Following a number of “persistent e-mails, patience, and more e-mails,” Johnston and her wife, Yvonne, were able to get a viewing and ultimately bought the house that had once belonged to the American cooking pioneer.
Now La Pitchoune (or La Peetch), which means “The Little One,” in the heart of Provence food country, is for rent — on Airbnb.
In the 1960s, Child and her husband, Paul, built the house on the same estate as Simone Beck, the couple’s good friend and co-author of “Mastering the Art of French Cooking” — in fact, they referred to La Peetch as “the house built on friendship.” The couple, who lived in Cambridge, summered at La Peetch for three decades until the early 1990s.
The informal house has three bedrooms, three-and-a-half bathrooms, gardens, a fireplace, and a swimming pool. There’s Wi-Fi and air conditioning, too.
The icing on the cake is Julia’s kitchen, which has been preserved and is almost exactly the same as when she sliced, diced, and sipped here. The kitchen counters are taller than your average kitchen counter, the pale yellow walls are still covered with pegboard with Child’s hanging pots, pans, and utensils (some gadgets have been replaced). The outlines Paul had sketched on the pegboard for easier arrangement of those pots and pans and utensils are still there. Julia’s kitchen was, and still is, a functional, professional kitchen, and rental guests are encouraged to “cook freely” in the kitchen — a “black book” offers recommendations for nearby wineries and markets.
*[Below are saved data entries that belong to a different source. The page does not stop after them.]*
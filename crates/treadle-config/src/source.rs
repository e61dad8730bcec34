//! Preset definitions read from the pedals directory.

use std::fs;
use std::path::{Path, PathBuf};

use treadle_core::{DefinitionSource, LoadError, PresetName};

use crate::paths::Layout;

/// Reads `PEDALS/A`, `PEDALS/B` and `PEDALS/C`.
///
/// Definition files are usually symlinks into pedal files; they are followed
/// on every read, so re-pointing a link and reloading picks up the new pedal.
#[derive(Debug, Clone)]
pub struct DirectorySource {
    dir: PathBuf,
}

impl DirectorySource {
    /// Reads definitions from `dir`.
    pub fn new(dir: impl Into<PathBuf>) -> Self {
        Self { dir: dir.into() }
    }

    /// Reads definitions from the pedals directory of `layout`.
    pub fn from_layout(layout: &Layout) -> Self {
        Self::new(layout.pedals_dir())
    }

    /// The directory definitions are read from.
    pub fn dir(&self) -> &Path {
        &self.dir
    }

    /// Path of one preset's definition.
    pub fn path_of(&self, preset: PresetName) -> PathBuf {
        self.dir.join(preset.file_name())
    }
}

impl DefinitionSource for DirectorySource {
    fn read_lines(&self, preset: PresetName) -> Result<Vec<String>, LoadError> {
        let path = self.path_of(preset);
        let text = fs::read_to_string(&path).map_err(|e| LoadError::Source {
            preset,
            reason: format!("{}: {e}", path.display()),
        })?;
        Ok(text.lines().map(str::to_owned).collect())
    }
}
//! Transition preview.

use clap::Args;
use treadle_core::{ConnectionDiff, PresetName};

use super::common::{GlobalArgs, Settings};

#[derive(Args)]
pub struct DiffArgs {
    /// Preset switched away from (A, B or C)
    from: PresetName,

    /// Preset switched to (A, B or C)
    to: PresetName,
}

pub fn run(args: DiffArgs, global: &GlobalArgs) -> anyhow::Result<()> {
    let settings = Settings::load(global)?;
    let store = settings.load_store()?;
    let changes = ConnectionDiff::between(store.get(args.from), store.get(args.to));

    println!("{} -> {}", args.from, args.to);
    if changes.is_empty() {
        println!("  no changes ({} shared)", changes.shared());
        return Ok(());
    }
    for connection in changes.to_add() {
        println!("  + {connection}");
    }
    for connection in changes.to_remove() {
        println!("  - {connection}");
    }
    println!("  {} shared", changes.shared());
    Ok(())
}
No hidden secret recipes for dishes like coq au vin or boeuf bourguignon were found in any of the kitchen drawers or closets, says Johnston. But some hidden “knickknacks,” including books signed to the couple, a chest that had belonged to Paul, and a personal packing list Julia had written that includes some “ahem” personal items (medications, toiletries), were discovered, says Johnston. This list is now framed and displayed in the house.
Reservations have been hot. “We started taking reservations in March of 2016,” says Johnston, noting that most of 2017 has been booked and deposits for 2018 are already being taken. The rate to rent the house begins at $675 per night with a five-night minimum.
When La Peetch isn’t rented out, it will be home to the Courageous Cooking School, an immersive five-night Provencal cuisine experience. “It combines classes, market trips, and excursions to local wineries and restaurants,” says Johnston. “We are partnering with two-star Michelin restaurants and local eateries to bring the best of Julia’s Provence to a contemporary audience.”
This isn’t the first time La Peetch was a culinary school — in the 1990s it was a school called Cooking With Friends in France owned by Kathie Alex, who sold the property to Johnston.
Cooking school sessions begin in 2017, and will run weekly in the spring (April through June) and fall (September through October). The stays are limited to six guests, and are all-inclusive — cooking lessons, daily breakfast and lunch, local excursions, daily yoga (optional), wine from the region, and swimming pool dips. All sessions begin on Sunday and end on Friday. Cost: $3,250 for 2017 and $3,750 for 2018.